*PROBLEM TO WORK ON:* All that should be output is the block of lines below from the line with "let status = node.status.as_deref().unwrap_or_default();" to the line with "impl<E: CommandExecutor> OsdTreeQuery<E>", both included, exactly as written.

* * * * * * *

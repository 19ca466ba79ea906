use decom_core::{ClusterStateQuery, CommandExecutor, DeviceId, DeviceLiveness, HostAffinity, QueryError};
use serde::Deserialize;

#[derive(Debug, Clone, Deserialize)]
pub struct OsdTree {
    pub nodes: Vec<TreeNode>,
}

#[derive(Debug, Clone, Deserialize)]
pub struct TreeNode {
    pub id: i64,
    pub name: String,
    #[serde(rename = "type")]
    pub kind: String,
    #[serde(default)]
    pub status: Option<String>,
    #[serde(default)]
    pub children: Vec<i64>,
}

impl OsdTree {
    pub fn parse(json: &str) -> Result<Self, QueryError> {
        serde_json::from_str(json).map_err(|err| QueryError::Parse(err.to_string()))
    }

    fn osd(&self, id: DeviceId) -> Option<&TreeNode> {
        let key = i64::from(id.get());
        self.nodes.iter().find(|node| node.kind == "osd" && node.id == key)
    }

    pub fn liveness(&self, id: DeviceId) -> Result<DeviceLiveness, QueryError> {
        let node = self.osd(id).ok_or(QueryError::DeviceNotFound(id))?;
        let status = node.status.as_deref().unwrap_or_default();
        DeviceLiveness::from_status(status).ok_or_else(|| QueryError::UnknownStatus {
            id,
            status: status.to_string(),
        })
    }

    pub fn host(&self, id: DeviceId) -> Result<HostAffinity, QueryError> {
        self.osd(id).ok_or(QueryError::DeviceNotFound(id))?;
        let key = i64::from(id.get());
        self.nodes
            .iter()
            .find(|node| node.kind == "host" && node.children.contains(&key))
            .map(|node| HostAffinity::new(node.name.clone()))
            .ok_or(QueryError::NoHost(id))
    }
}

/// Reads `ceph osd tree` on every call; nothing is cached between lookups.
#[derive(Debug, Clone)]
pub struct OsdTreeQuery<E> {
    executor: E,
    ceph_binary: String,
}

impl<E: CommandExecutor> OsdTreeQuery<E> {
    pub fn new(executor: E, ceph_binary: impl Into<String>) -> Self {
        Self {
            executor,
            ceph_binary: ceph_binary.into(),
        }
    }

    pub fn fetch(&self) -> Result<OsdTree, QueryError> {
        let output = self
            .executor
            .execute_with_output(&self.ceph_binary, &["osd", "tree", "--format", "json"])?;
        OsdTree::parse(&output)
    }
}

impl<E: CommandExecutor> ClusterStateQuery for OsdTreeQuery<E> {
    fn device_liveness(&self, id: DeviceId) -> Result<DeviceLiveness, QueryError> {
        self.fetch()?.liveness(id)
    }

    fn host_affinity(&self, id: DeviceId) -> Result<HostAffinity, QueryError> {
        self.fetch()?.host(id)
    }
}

* * * * * * *

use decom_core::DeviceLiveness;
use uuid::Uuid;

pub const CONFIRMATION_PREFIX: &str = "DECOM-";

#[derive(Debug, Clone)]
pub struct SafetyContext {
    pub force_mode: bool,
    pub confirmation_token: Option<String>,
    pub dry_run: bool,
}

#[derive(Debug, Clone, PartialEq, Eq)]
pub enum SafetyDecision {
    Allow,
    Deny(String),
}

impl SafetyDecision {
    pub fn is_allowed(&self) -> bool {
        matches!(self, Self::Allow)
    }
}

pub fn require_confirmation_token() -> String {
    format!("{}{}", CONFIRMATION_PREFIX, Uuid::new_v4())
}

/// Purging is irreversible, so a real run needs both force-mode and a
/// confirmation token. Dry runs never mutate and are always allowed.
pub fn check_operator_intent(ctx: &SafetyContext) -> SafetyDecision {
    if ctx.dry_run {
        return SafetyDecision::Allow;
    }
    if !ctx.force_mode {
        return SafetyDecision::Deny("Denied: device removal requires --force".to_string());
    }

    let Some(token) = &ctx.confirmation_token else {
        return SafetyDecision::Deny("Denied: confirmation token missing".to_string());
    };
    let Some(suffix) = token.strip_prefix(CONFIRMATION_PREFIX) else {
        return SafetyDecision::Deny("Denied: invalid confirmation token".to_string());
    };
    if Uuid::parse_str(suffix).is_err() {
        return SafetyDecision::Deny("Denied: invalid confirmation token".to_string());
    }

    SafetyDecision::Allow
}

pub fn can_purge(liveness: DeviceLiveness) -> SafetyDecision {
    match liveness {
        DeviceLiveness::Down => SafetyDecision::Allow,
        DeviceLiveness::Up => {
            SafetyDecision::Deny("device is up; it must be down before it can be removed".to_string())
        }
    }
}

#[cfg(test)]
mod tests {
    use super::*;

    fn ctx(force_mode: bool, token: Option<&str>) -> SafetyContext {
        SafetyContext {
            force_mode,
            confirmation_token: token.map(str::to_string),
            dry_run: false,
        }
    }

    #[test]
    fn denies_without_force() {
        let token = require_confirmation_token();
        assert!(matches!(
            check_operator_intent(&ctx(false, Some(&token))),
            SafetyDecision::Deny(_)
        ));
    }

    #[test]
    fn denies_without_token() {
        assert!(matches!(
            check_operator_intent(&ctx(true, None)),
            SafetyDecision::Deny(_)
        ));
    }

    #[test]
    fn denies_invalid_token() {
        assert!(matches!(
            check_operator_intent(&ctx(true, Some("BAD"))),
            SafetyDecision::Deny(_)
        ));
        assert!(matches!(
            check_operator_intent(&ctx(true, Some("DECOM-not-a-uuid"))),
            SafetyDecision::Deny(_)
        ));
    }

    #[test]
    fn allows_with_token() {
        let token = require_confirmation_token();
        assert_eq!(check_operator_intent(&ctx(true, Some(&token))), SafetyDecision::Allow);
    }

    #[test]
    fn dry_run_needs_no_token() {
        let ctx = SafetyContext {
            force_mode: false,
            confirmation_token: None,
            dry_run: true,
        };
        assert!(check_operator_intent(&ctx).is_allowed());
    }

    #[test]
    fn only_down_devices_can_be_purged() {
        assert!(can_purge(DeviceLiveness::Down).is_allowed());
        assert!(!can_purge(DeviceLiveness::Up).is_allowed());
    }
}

* * * * * * *

*RESPONSE TO THIS TASK:*
        let status = node.status.as_deref().unwrap_or_default();
        DeviceLiveness::from_status(status).ok_or_else(|| QueryError::UnknownStatus {
            id,
            status: status.to_string(),
        })
    }

    pub fn host(&self, id: DeviceId) -> Result<HostAffinity, QueryError> {
        self.osd(id).ok_or(QueryError::DeviceNotFound(id))?;
        let key = i64::from(id.get());
        self.nodes
            .iter()
            .find(|node| node.kind == "host" && node.children.contains(&key))
            .map(|node| HostAffinity::new(node.name.clone()))
            .ok_or(QueryError::NoHost(id))
    }
}

/// Reads `ceph osd tree` on every call; nothing is cached between lookups.
#[derive(Debug, Clone)]
pub struct OsdTreeQuery<E> {
    executor: E,
    ceph_binary: String,
}

impl<E: CommandExecutor> OsdTreeQuery<E> {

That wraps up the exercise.